[Records from a dataset]
—————
//! Interchangeable ways of producing the companion's next turn.

pub mod remote;
pub mod scripted;
pub mod staged;

pub use remote::RemoteResponder;
pub use scripted::ScriptedResponder;
pub use staged::{analyze, Analysis, StagedResponder};

use crate::llm::TextGenerator;
use crate::session::ConversationSession;
use crate::turn::Turn;
use async_trait::async_trait;
use serene_core::config::{PacingConfig, StrategyKind};
use serene_core::Storage;
use std::sync::Arc;

/// What a strategy may look at while replying.
pub struct ReplyContext<'a> {
    pub storage: &'a dyn Storage,
    pub pacing: &'a PacingConfig,
    pub now_ms: i64,
}

/// Produces turns from user text. All mutable conversation state lives in
/// the session passed in, so a responder can be shared freely.
#[async_trait]
pub trait Responder: Send + Sync {
    fn name(&self) -> &'static str;

    /// Whether replies wait on a remote service; the engine shows the
    /// typing indicator for the whole wait.
    fn awaits_network(&self) -> bool {
        false
    }

    /// Reset `session` and return the opening turn.
    fn opening(&self, session: &mut ConversationSession, pacing: &PacingConfig) -> Turn;

    /// Reply to one non-empty, trimmed user message.
    async fn respond(
        &self,
        session: &mut ConversationSession,
        text: &str,
        ctx: &ReplyContext<'_>,
    ) -> Turn;
}

/// Select a responder for `kind`. The remote variant needs a generator.
pub fn responder_for(
    kind: StrategyKind,
    generator: Option<Arc<dyn TextGenerator>>,
) -> anyhow::Result<Box<dyn Responder>> {
    match kind {
        StrategyKind::Scripted => Ok(Box::new(ScriptedResponder::new())),
        StrategyKind::Staged => Ok(Box::new(StagedResponder)),
        StrategyKind::Remote => {
            let generator = generator
                .ok_or_else(|| anyhow::anyhow!("remote strategy requires a text generator"))?;
            Ok(Box::new(RemoteResponder::new(generator)))
        }
    }
}
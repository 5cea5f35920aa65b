//! Property-based tests for serene_core.
//!
//! Uses proptest to verify invariants of the sentiment buckets and the
//! mood value range for arbitrary inputs.

use proptest::prelude::*;
use serene_core::sentiment::{classify, tally, Sentiment, NEGATIVE_WORDS, POSITIVE_WORDS};
use serene_core::MoodValue;

proptest! {
    /// Classification always agrees with the raw counts.
    #[test]
    fn classify_matches_tally(s in "\\PC{0,300}") {
        let t = tally(&s);
        let expected = if t.positive > t.negative {
            Sentiment::Positive
        } else if t.negative > t.positive {
            Sentiment::Negative
        } else {
            Sentiment::Mixed
        };
        prop_assert_eq!(classify(&s), expected);
    }

    /// Case never changes the bucket.
    #[test]
    fn classify_ignores_case(s in "[a-zA-Z ]{0,200}") {
        prop_assert_eq!(classify(&s), classify(&s.to_uppercase()));
    }

    /// Adding one more positive word than negative words always tips positive.
    #[test]
    fn extra_positive_words_tip_positive(
        pos_idx in proptest::collection::vec(0..POSITIVE_WORDS.len(), 1..6),
        neg_idx in proptest::collection::vec(0..NEGATIVE_WORDS.len(), 0..5),
    ) {
        prop_assume!(pos_idx.len() > neg_idx.len());
        let text = pos_idx.iter().map(|i| POSITIVE_WORDS[*i])
            .chain(neg_idx.iter().map(|i| NEGATIVE_WORDS[*i]))
            .collect::<Vec<_>>()
            .join(" ");
        let t = tally(&text);
        prop_assert!(t.positive >= pos_idx.len());
        prop_assert_eq!(t.negative, neg_idx.len());
        prop_assert_eq!(classify(&text), Sentiment::Positive);
    }

    /// MoodValue accepts exactly 1..=5.
    #[test]
    fn mood_value_range(v in -100i64..100) {
        prop_assert_eq!(MoodValue::new(v).is_ok(), (1..=5).contains(&v));
    }
}
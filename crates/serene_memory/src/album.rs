use anyhow::Result;
use serene_core::{keys, load_json, save_json, Photo, Storage};
use std::sync::Arc;

/// Photos shared during check-ins.
pub struct Album {
    storage: Arc<dyn Storage>,
}

impl Album {
    pub fn new(storage: Arc<dyn Storage>) -> Self {
        Self { storage }
    }

    pub async fn add(&self, image: impl Into<String>, now_ms: i64) -> Result<Photo> {
        let mut photos: Vec<Photo> = load_json(self.storage.as_ref(), keys::ALBUM)
            .await
            .unwrap_or_default();
        let photo = Photo::new(image, now_ms);
        photos.push(photo.clone());
        save_json(self.storage.as_ref(), keys::ALBUM, &photos).await?;
        tracing::info!("Album now holds {} photos", photos.len());
        Ok(photo)
    }

    /// Newest first.
    pub async fn photos(&self) -> Vec<Photo> {
        let mut photos: Vec<Photo> = load_json(self.storage.as_ref(), keys::ALBUM)
            .await
            .unwrap_or_default();
        photos.reverse();
        photos
    }
}
//! Dashboard records as they are kept in storage.
//!
//! Field names follow the camelCase layout of the stored documents so an
//! existing store can be read back unchanged.

use crate::error::CoreError;
use chrono::{Local, TimeZone, Utc};
use serde::{Deserialize, Serialize};

/// Sleep hours used when the user has never recorded any.
pub const SEED_SLEEP_HOURS: [f32; 7] = [7.0, 6.5, 8.0, 5.0, 7.5, 8.5, 6.0];

pub const MILLIS_PER_DAY: i64 = 24 * 60 * 60 * 1000;

/// Milliseconds since the Unix epoch.
pub fn now_millis() -> i64 {
    Utc::now().timestamp_millis()
}

/// Local date and time, e.g. `3/14/2026, 9:05:12 PM`.
pub fn display_datetime(timestamp_ms: i64) -> String {
    match Local.timestamp_millis_opt(timestamp_ms).single() {
        Some(dt) => dt.format("%-m/%-d/%Y, %-I:%M:%S %p").to_string(),
        None => String::new(),
    }
}

/// Local date only, e.g. `3/14/2026`.
pub fn display_date(timestamp_ms: i64) -> String {
    match Local.timestamp_millis_opt(timestamp_ms).single() {
        Some(dt) => dt.format("%-m/%-d/%Y").to_string(),
        None => String::new(),
    }
}

/// A wellbeing rating, always within `1..=5`.
#[derive(Debug, Clone, Copy, PartialEq, Eq, PartialOrd, Ord, Serialize, Deserialize)]
#[serde(try_from = "i64", into = "u8")]
pub struct MoodValue(u8);

impl MoodValue {
    pub fn new(value: i64) -> Result<Self, CoreError> {
        if (1..=5).contains(&value) {
            Ok(Self(value as u8))
        } else {
            Err(CoreError::InvalidMood(value))
        }
    }

    pub fn get(self) -> u8 {
        self.0
    }

    pub fn label(self) -> &'static str {
        match self.0 {
            1 => "Very Sad",
            2 => "Sad",
            3 => "Neutral",
            4 => "Happy",
            _ => "Excellent",
        }
    }

    pub fn emoji(self) -> &'static str {
        match self.0 {
            1 => "😢",
            2 => "😕",
            3 => "😐",
            4 => "😊",
            _ => "🤩",
        }
    }
}

impl TryFrom<i64> for MoodValue {
    type Error = CoreError;

    fn try_from(value: i64) -> Result<Self, Self::Error> {
        Self::new(value)
    }
}

impl From<MoodValue> for u8 {
    fn from(value: MoodValue) -> Self {
        value.0
    }
}

#[derive(Debug, Clone, PartialEq, Serialize, Deserialize)]
pub struct MoodEntry {
    pub value: MoodValue,
    /// Human readable local time captured when the entry was made.
    pub date: String,
    /// Milliseconds since the Unix epoch.
    pub timestamp: i64,
}

impl MoodEntry {
    pub fn new(value: MoodValue, timestamp: i64) -> Self {
        Self {
            value,
            date: display_datetime(timestamp),
            timestamp,
        }
    }
}

#[derive(Debug, Clone, PartialEq, Serialize, Deserialize)]
#[serde(rename_all = "camelCase")]
pub struct Activity {
    pub id: i64,
    pub name: String,
    pub count: u32,
    pub last_done: Option<i64>,
}

impl Activity {
    pub fn new(id: i64, name: impl Into<String>) -> Self {
        Self {
            id,
            name: name.into(),
            count: 0,
            last_done: None,
        }
    }

    pub fn is_completed(&self) -> bool {
        self.count > 0
    }

    /// Record one completion at `timestamp`.
    pub fn mark_done(&mut self, timestamp: i64) {
        self.count += 1;
        self.last_done = Some(timestamp);
    }
}

/// The activities a fresh dashboard starts with.
pub fn seed_activities() -> Vec<Activity> {
    vec![
        Activity::new(1, "5-minute breathing exercise"),
        Activity::new(2, "Take a 10-minute walk outside"),
        Activity::new(3, "Write 3 things you're grateful for"),
    ]
}

#[derive(Debug, Clone, PartialEq, Serialize, Deserialize)]
pub struct Photo {
    /// Data URL or file reference.
    pub image: String,
    pub date: String,
    pub timestamp: i64,
}

impl Photo {
    pub fn new(image: impl Into<String>, timestamp: i64) -> Self {
        Self {
            image: image.into(),
            date: display_date(timestamp),
            timestamp,
        }
    }
}
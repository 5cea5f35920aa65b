//! Append-only mood log and the weekly statistics derived from it.

use anyhow::Result;
use serene_core::model::MILLIS_PER_DAY;
use serene_core::{keys, load_json, save_json, MoodEntry, MoodValue, Storage};
use std::sync::Arc;

/// Entries strictly newer than seven days before `now_ms`.
pub fn weekly_moods(moods: &[MoodEntry], now_ms: i64) -> Vec<&MoodEntry> {
    let week_ago = now_ms - 7 * MILLIS_PER_DAY;
    moods.iter().filter(|m| m.timestamp > week_ago).collect()
}

/// Mean of the last week's values rounded to one decimal, `0.0` when empty.
pub fn weekly_average(moods: &[MoodEntry], now_ms: i64) -> f64 {
    let weekly = weekly_moods(moods, now_ms);
    if weekly.is_empty() {
        return 0.0;
    }
    let sum: f64 = weekly.iter().map(|m| f64::from(m.value.get())).sum();
    (sum / weekly.len() as f64 * 10.0).round() / 10.0
}

#[derive(Debug, Clone, Copy, PartialEq)]
pub struct MoodStats {
    pub weekly_average: f64,
    pub total_entries: usize,
}

pub struct MoodStore {
    storage: Arc<dyn Storage>,
}

impl MoodStore {
    pub fn new(storage: Arc<dyn Storage>) -> Self {
        Self { storage }
    }

    /// All entries, oldest first.
    pub async fn all(&self) -> Vec<MoodEntry> {
        load_json(self.storage.as_ref(), keys::MOODS)
            .await
            .unwrap_or_default()
    }

    pub async fn record(&self, value: MoodValue, now_ms: i64) -> Result<MoodEntry> {
        let mut moods = self.all().await;
        let entry = MoodEntry::new(value, now_ms);
        moods.push(entry.clone());
        save_json(self.storage.as_ref(), keys::MOODS, &moods).await?;
        tracing::info!("Recorded mood {} ({})", value.get(), value.label());
        Ok(entry)
    }

    /// The last `limit` entries, newest first.
    pub async fn history(&self, limit: usize) -> Vec<MoodEntry> {
        self.all().await.into_iter().rev().take(limit).collect()
    }

    pub async fn stats(&self, now_ms: i64) -> MoodStats {
        let moods = self.all().await;
        MoodStats {
            weekly_average: weekly_average(&moods, now_ms),
            total_entries: moods.len(),
        }
    }
}

#[cfg(test)]
mod tests {
    use super::*;
    use crate::InMemoryStore;

    const NOW: i64 = 1_800_000_000_000;

    fn entry(value: i64, timestamp: i64) -> MoodEntry {
        MoodEntry {
            value: MoodValue::new(value).unwrap(),
            date: String::new(),
            timestamp,
        }
    }

    #[test]
    fn test_weekly_average_empty_is_zero() {
        assert_eq!(weekly_average(&[], NOW), 0.0);
        let old = vec![entry(5, NOW - 8 * MILLIS_PER_DAY)];
        assert_eq!(weekly_average(&old, NOW), 0.0);
    }

    #[test]
    fn test_weekly_average_rounds_to_one_decimal() {
        let moods = vec![entry(4, NOW - 1000), entry(4, NOW - 2000), entry(5, NOW - 3000)];
        // 13 / 3 = 4.333..
        assert_eq!(weekly_average(&moods, NOW), 4.3);
    }

    #[test]
    fn test_week_boundary_is_exclusive() {
        let moods = vec![entry(1, NOW - 7 * MILLIS_PER_DAY), entry(3, NOW - 7 * MILLIS_PER_DAY + 1)];
        assert_eq!(weekly_moods(&moods, NOW).len(), 1);
        assert_eq!(weekly_average(&moods, NOW), 3.0);
    }

    #[tokio::test]
    async fn test_record_and_history() {
        let store = MoodStore::new(Arc::new(InMemoryStore::new()));
        for (i, v) in [2, 3, 5].into_iter().enumerate() {
            store
                .record(MoodValue::new(v).unwrap(), NOW + i as i64)
                .await
                .unwrap();
        }
        let history = store.history(2).await;
        assert_eq!(history.len(), 2);
        assert_eq!(history[0].value.get(), 5);
        assert_eq!(history[1].value.get(), 3);

        let stats = store.stats(NOW + 10).await;
        assert_eq!(stats.total_entries, 3);
        assert_eq!(stats.weekly_average, 3.3);
    }

    #[tokio::test]
    async fn test_malformed_document_reads_as_empty() {
        let storage = Arc::new(InMemoryStore::with_entry(keys::MOODS, "{not json"));
        let store = MoodStore::new(storage);
        assert!(store.all().await.is_empty());
        store.record(MoodValue::new(4).unwrap(), NOW).await.unwrap();
        assert_eq!(store.all().await.len(), 1);
    }
}
pub mod activity;
pub mod album;
pub mod in_memory;
pub mod mood;
pub mod sleep;
pub mod sqlite;

pub use activity::ActivityLog;
pub use album::Album;
pub use in_memory::InMemoryStore;
pub use mood::{weekly_average, weekly_moods, MoodStats, MoodStore};
pub use sleep::SleepLog;
pub use sqlite::SqliteStore;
—————
Begin with the first line of the records and finish with the line containing "the whole wait.". Reproduce those lines exactly, both ends included, and nothing else.

//! Interchangeable ways of producing the companion's next turn.

pub mod remote;
pub mod scripted;
pub mod staged;

pub use remote::RemoteResponder;
pub use scripted::ScriptedResponder;
pub use staged::{analyze, Analysis, StagedResponder};

use crate::llm::TextGenerator;
use crate::session::ConversationSession;
use crate::turn::Turn;
use async_trait::async_trait;
use serene_core::config::{PacingConfig, StrategyKind};
use serene_core::Storage;
use std::sync::Arc;

/// What a strategy may look at while replying.
pub struct ReplyContext<'a> {
    pub storage: &'a dyn Storage,
    pub pacing: &'a PacingConfig,
    pub now_ms: i64,
}

/// Produces turns from user text. All mutable conversation state lives in
/// the session passed in, so a responder can be shared freely.
#[async_trait]
pub trait Responder: Send + Sync {
    fn name(&self) -> &'static str;

    /// Whether replies wait on a remote service; the engine shows the
    /// typing indicator for the whole wait.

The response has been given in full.